Por Rev. Misael Nascimento
Um cristão protestante pode participar de festas juninas? Três
respostas têm sido dadas a esta pergunta. Primeiro, há os que dizem “sim”, uma
vez que entendem as festas juninas como celebrações cristãs. Afirma-se, nesse
caso, que estamos diante de festejos ligados a personagens bíblicos tais como
João Batista, Pedro e Paulo e isso, por si só, legitima tais festas como
integrantes do calendário cristão. Essa é a posição defendida pela Igreja
Católica Apostólica Romana (ICAR).
Outros
respondem com um absoluto “não”. Entendem que o modo como o Catolicismo Romano
ensina sobre os santos não é bíblico. A Bíblia não prescreve nenhuma festa
ligada aos profetas ou apóstolos, muito menos a nenhum ser humano canonizado
pela igreja. Não há espaço para a crença em santos mediadores. Segundo as
Escrituras “há um só mediador entre Deus e os homens, Cristo Jesus, homem” (1Tm
2.5). Essa é a posição defendida pela maioria dos evangélicos
tradicionais.
Uma terceira
resposta inicia com um “não”, afirmando que os cristãos protestantes devem
afastar-se das comemorações romanistas das festas juninas e, ao mesmo tempo,
finaliza com um “sim”, abrindo espaço para a realização de arraiais
gospel – festas caipiras evangélicas. Essa posição tem sido defendida por
alguns evangélicos.
Aqui é
recomendável lembrar as palavras do apóstolo Paulo:
Portanto, meus amados, fugi da idolatria. Falo como a criteriosos; julgai vós mesmos o que digo. Porventura, o cálice da bênção que abençoamos não é a comunhão do corpo de Cristo? Porque nós, embora muitos, somos unicamente um pão, um só corpo. Considerai o Israel segundo a carne; não é certo que aqueles que se alimentam dos sacrifícios são participantes do altar? Que digo, pois? Que o sacrificado ao ídolo é alguma coisa? Ou que o próprio ídolo tem algum valor? Antes, digo que as coisas que eles sacrificam, é a demônios que as sacrificam e não a Deus; e eu não quero que vos torneis associados aos demônios. Não podeis beber o cálice do Senhor e o cálice dos demônios; não podeis ser participantes da mesa do Senhor e da mesa dos demônios. Ou provocaremos zelos no Senhor? Somos, acaso, mais fortes do que ele? (1Co 10.14-22).
Um dos fatos a
destacar é que, no texto em questão, Paulo trata da participação dos cristãos em
refeições realizadas no contexto de rituais pagãos (Bíblia de Estudo de
Genebra, 1. ed., 1999, nota 10.14, p. 1357). Sua convicção é que o cristão
não deve participar de coisas ligadas à idolatria; tal ligação, em última
instância, corresponde a uma “associação” com os demônios. Para o apóstolo, o
problema era que os crentes, ao comer alimentos oferecidos aos ídolos,
depreciavam sua comunhão com Deus na Santa Ceia, ou seja, agiam de modo
inconsistente com a aliança, e, deste modo, provocavam o “zelo” do Senhor (1Co
10.18-22).
Isso pode ser
transposto à questão das festas juninas por meio de um argumento de quatro
pontos, qual seja:
- A veneração aos santos da ICAR, por ferir não apenas a recomendação de 1Timóteo 2.5, mas também Êxodo 20.3-6, é idolatria.
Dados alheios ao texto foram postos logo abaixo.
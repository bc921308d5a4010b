//! EventedTransaction - a transaction wrapper that publishes domain events
//! only after the inner transaction commits.
//!
//! # Example
//!
//! ```ignore
//! let mut tx = EventedTransaction::begin(store.as_ref(), publisher.clone()).await?;
//! let saved = tx.save(&user).await?;
//! tx.queue_event(DomainEvent::updated(saved.id, &saved.username, &saved.email));
//! tx.commit().await?; // event is published here, after the commit
//! ```

use orderlink_core::events::{DomainEvent, EventPublisher};
use tracing::{debug, error};

use crate::error::StorageError;
use crate::traits::{DeleteOutcome, Record, RecordStore, Transaction};

/// What happened to the queued events of a committed transaction.
#[derive(Debug, Clone, Copy, Default, PartialEq, Eq)]
pub struct CommitReport {
    pub published: usize,
    /// Events lost because the broker refused them after the commit.
    pub failed: usize,
}

/// A transaction wrapper that collects events and publishes them on commit.
///
/// Rollback, a failed commit, or dropping the wrapper publishes nothing.
/// A publish failure after a successful commit is logged and reported in
/// [`CommitReport`] but does not fail the commit: the mutation is durable and
/// there is no outbox to retry from.
pub struct EventedTransaction<R: Record> {
    inner: Box<dyn Transaction<R>>,
    publisher: EventPublisher,
    /// Pending events to publish on commit.
    pending_events: Vec<DomainEvent>,
}

impl<R: Record> EventedTransaction<R> {
    /// Wrap an already-open transaction.
    pub fn new(inner: Box<dyn Transaction<R>>, publisher: EventPublisher) -> Self {
        Self {
            inner,
            publisher,
            pending_events: Vec::new(),
        }
    }

    /// Open a transaction on `store` and wrap it.
    pub async fn begin(
        store: &dyn RecordStore<R>,
        publisher: EventPublisher,
    ) -> Result<Self, StorageError> {
        let inner = store.begin_transaction().await?;
        Ok(Self::new(inner, publisher))
    }

    /// Queue an event to be published on commit.
    pub fn queue_event(&mut self, event: DomainEvent) {
        self.pending_events.push(event);
    }

    pub fn pending(&self) -> &[DomainEvent] {
        &self.pending_events
    }

    pub async fn save(&mut self, record: &R) -> Result<R, StorageError> {
        self.inner.save(record).await
    }

    pub async fn delete(&mut self, id: &R::Id) -> Result<DeleteOutcome, StorageError> {
        self.inner.delete(id).await
    }

    pub async fn get(&self, id: &R::Id) -> Result<Option<R>, StorageError> {
        self.inner.get(id).await
    }

    /// Commit, then publish every queued event in order.
    pub async fn commit(self) -> Result<CommitReport, StorageError> {
        let EventedTransaction {
            inner,
            publisher,
            pending_events,
        } = self;

        // Nothing is published unless the commit succeeded.
        inner.commit().await?;

        let mut report = CommitReport::default();
        for event in pending_events {
            match publisher.publish(&event).await {
                Ok(()) => report.published += 1,
                Err(e) => {
                    report.failed += 1;
                    error!(
                        topic = %publisher.topic(),
                        kind = %event.kind,
                        entity_id = event.entity_id,
                        error = %e,
                        "Event lost after commit"
                    );
                }
            }
        }
        debug!(
            published = report.published,
            failed = report.failed,
            "Published pending transaction events"
        );

        Ok(report)
    }

    /// Roll back. Queued events are discarded.
    pub async fn rollback(self) -> Result<(), StorageError> {
        let discarded = self.pending_events.len();
        self.inner.rollback().await?;
        debug!(discarded, "Rolled back transaction, events discarded");
        Ok(())
    }
}

impl<R: Record> std::fmt::Debug for EventedTransaction<R> {
    fn fmt(&self, f: &mut std::fmt::Formatter<'_>) -> std::fmt::Result {
        f.debug_struct("EventedTransaction")
            .field("kind", &R::KIND)
            .field("pending_events", &self.pending_events.len())
            .finish()
    }
}

#[cfg(test)]
mod tests {
    use super::*;
    use crate::types::{Address, User};
    use async_trait::async_trait;
    use orderlink_core::events::InProcessBroker;
    use std::sync::{Arc, Mutex};

    /// Records staged writes and applies them to a shared Vec on commit.
    struct VecTransaction {
        committed: Arc<Mutex<Vec<User>>>,
        staged: Vec<User>,
        fail_commit: bool,
    }

    #[async_trait]
    impl Transaction<User> for VecTransaction {
        async fn commit(self: Box<Self>) -> Result<(), StorageError> {
            if self.fail_commit {
                return Err(StorageError::transaction_error("commit refused"));
            }
            self.committed.lock().unwrap().extend(self.staged);
            Ok(())
        }

        async fn rollback(self: Box<Self>) -> Result<(), StorageError> {
            Ok(())
        }

        async fn save(&mut self, record: &User) -> Result<User, StorageError> {
            self.staged.push(record.clone());
            Ok(record.clone())
        }

        async fn delete(&mut self, _id: &i64) -> Result<DeleteOutcome, StorageError> {
            Ok(DeleteOutcome::NotFound)
        }

        async fn get(&self, id: &i64) -> Result<Option<User>, StorageError> {
            Ok(self.staged.iter().find(|u| u.id == *id).cloned())
        }
    }

    fn user(id: i64) -> User {
        User {
            id,
            username: "alice".into(),
            email: "alice@example.com".into(),
            password_hash: String::new(),
            address: Address::default(),
        }
    }

    fn setup(fail_commit: bool) -> (
        EventedTransaction<User>,
        Arc<Mutex<Vec<User>>>,
        tokio::sync::broadcast::Receiver<orderlink_core::events::BrokerRecord>,
    ) {
        let broker = InProcessBroker::new_shared(16);
        let rx = broker.subscribe("user-events");
        let publisher = EventPublisher::new(broker, "user-events");
        let committed = Arc::new(Mutex::new(Vec::new()));
        let inner = Box::new(VecTransaction {
            committed: committed.clone(),
            staged: Vec::new(),
            fail_commit,
        });
        (EventedTransaction::new(inner, publisher), committed, rx)
    }

    #[tokio::test]
    async fn test_events_published_after_commit() {
        let (mut tx, committed, mut rx) = setup(false);
        tx.save(&user(1)).await.unwrap();
        tx.queue_event(DomainEvent::updated(1, "alice", "alice@example.com"));
        assert!(rx.try_recv().is_err());

        let report = tx.commit().await.unwrap();
        assert_eq!(report, CommitReport { published: 1, failed: 0 });
        assert_eq!(committed.lock().unwrap().len(), 1);
        assert_eq!(rx.recv().await.unwrap().key, "1");
    }

    #[tokio::test]
    async fn test_rollback_publishes_nothing() {
        let (mut tx, committed, mut rx) = setup(false);
        tx.save(&user(1)).await.unwrap();
        tx.queue_event(DomainEvent::updated(1, "alice", "alice@example.com"));
        tx.rollback().await.unwrap();

        assert!(committed.lock().unwrap().is_empty());
        assert!(rx.try_recv().is_err());
    }

    #[tokio::test]
    async fn test_failed_commit_publishes_nothing() {
        let (mut tx, _committed, mut rx) = setup(true);
        tx.queue_event(DomainEvent::created(1, "alice", "alice@example.com"));
        let err = tx.commit().await.unwrap_err();
        assert!(matches!(err, StorageError::TransactionError { .. }));
        assert!(rx.try_recv().is_err());
    }

    #[tokio::test]
    async fn test_transaction_reads_staged_writes() {
        let (mut tx, _committed, _rx) = setup(false);
        tx.save(&user(4)).await.unwrap();
        assert_eq!(tx.get(&4).await.unwrap().map(|u| u.id), Some(4));
        assert_eq!(tx.pending().len(), 0);
    }
}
- As festas juninas, ligadas à veneração dos santos romanistas, são idólatras.
- O cristão, de acordo com 2Coríntios 10.14, deve fugir da idolatria.
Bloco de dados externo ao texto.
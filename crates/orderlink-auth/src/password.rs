//! Password hashing with Argon2id.
//!
//! Hashes are PHC strings carrying their own salt and parameters, so they
//! can be verified without any extra state.

use argon2::{
    Argon2,
    password_hash::{PasswordHash, PasswordHasher, PasswordVerifier, SaltString, rand_core::OsRng},
};

use crate::error::AuthError;

/// Hash a plaintext password.
pub fn hash_password(password: &str) -> Result<String, AuthError> {
    let salt = SaltString::generate(&mut OsRng);
    Argon2::default()
        .hash_password(password.as_bytes(), &salt)
        .map(|hash| hash.to_string())
        .map_err(|e| AuthError::internal(format!("Failed to hash password: {e}")))
}

/// Check a plaintext password against a stored hash.
///
/// A malformed stored hash counts as a mismatch.
pub fn verify_password(password: &str, stored_hash: &str) -> bool {
    let Ok(parsed) = PasswordHash::new(stored_hash) else {
        return false;
    };
    Argon2::default()
        .verify_password(password.as_bytes(), &parsed)
        .is_ok()
}

#[cfg(test)]
mod tests {
    use super::*;

    #[test]
    fn test_hash_and_verify() {
        let hash = hash_password("hunter2").unwrap();
        assert!(hash.starts_with("$argon2"));
        assert!(verify_password("hunter2", &hash));
        assert!(!verify_password("hunter3", &hash));
    }

    #[test]
    fn test_hashes_are_salted() {
        let a = hash_password("same").unwrap();
        let b = hash_password("same").unwrap();
        assert_ne!(a, b);
    }

    #[test]
    fn test_malformed_hash_never_verifies() {
        assert!(!verify_password("anything", "plaintext"));
    }
}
- Portanto, o cristão deve fugir das festas juninas.
Anteriormente
eu entendia que não havia problema em uma criança participar dos festejos
juninos de sua escola. Hoje penso que o melhor é os pais explicarem a essa
criança as razões pelas quais ela não participará da festa junina. É mais
instrutivo, bíblico e edificante.
Mas, o que
dizer da “alma caipira” que reside em nós, que nos motiva a acender fogueira,
assar mandioca e batata-doce e comer bolo de fubá? Qual o problema, por exemplo,
de realizar uma noite caipira ao som de modas de viola e, quem sabe, até brincar
inocentemente de quadrilha evangélica? Ou criar uma “Festa dos Estados”,
com barracas de comidas típicas ou algo semelhante, quem sabe até como
estratégia para atrair visitantes?
Inicialmente,
declaro meu respeito aos colegas pastores e irmãos em Cristo que não enxergam
problemas na realização desse tipo de atividade. Eu mesmo já acreditei que isso
podia ser feito sem prejuízos para o testemunho cristão e fiz isso de muito boa
fé, com a alma sincera diante de Deus. No entanto, mudei de posição. Hoje, creio
que a produção de versões evangélicas de festas juninas não é
recomendável por algumas razões. Primeiro, porque estamos saturados de versões
gospel de tudo: Temos uma quase inesgotável lista de práticas e
“produtos” gospel. É preciso compreender que não fomos chamados a imitar
o mundo e sim a transformá-lo (1Jo 2.15-17).
Em segundo
lugar, há outro problema denominado associação. É possível que, ao
participar de uma festa junina gospel, sejam feitas associações com o
evento original, de origem e significado idolátricos – queiramos ou não, festas
juninas estão ligadas às crenças da ICAR. Cristãos sensíveis podem sentir um
desconforto inexplicável diante disso. Visitantes interessados na fé protestante
exigirão explicações mais detalhadas sobre as razões da realização de tal noite
caipira “calvinista”.
Sendo assim,
parece-me mais adequado considerar as festas juninas evangélicas entre
aquelas coisas que o apóstolo Paulo chama de lícitas, mas inconvenientes e
não-edificantes (1Co 10.23). Nessas questão, pensemos primeiramente nos
interesses do corpo de Cristo, e não nos nossos (1Co 10.24). Não sou contra
comer bolo de milho, ou canjica, ou pé-de-moleque. Gosto de batata-doce assada
na brasa e me delicio com um bom curau e uma música caipira de raiz. Desfrutemos
dessas coisas, porém, na privacidade de nossos lares ou fora do contexto de
festas caipiras nos meses de junho e julho. Não porque tais iguarias sejam
pecaminosas em si, mas para evitar associações indesejáveis.
Somos livres
para participar de festas juninas? Não. Ao participarmos de tais festas, nos
ligamos em idolatria. Devemos realizar eventos caipiras gospel? Devemos
participar de tais atividades? Também não. Nesse segundo caso, não porque haja
idolatria envolvida, mas porque há o perigo de associações indesejáveis. O ideal
é que fortaleçamos nossa identidade cristã, bíblica e protestante,
desvinculando-nos de qualquer aparência do mal (1Ts 5.22).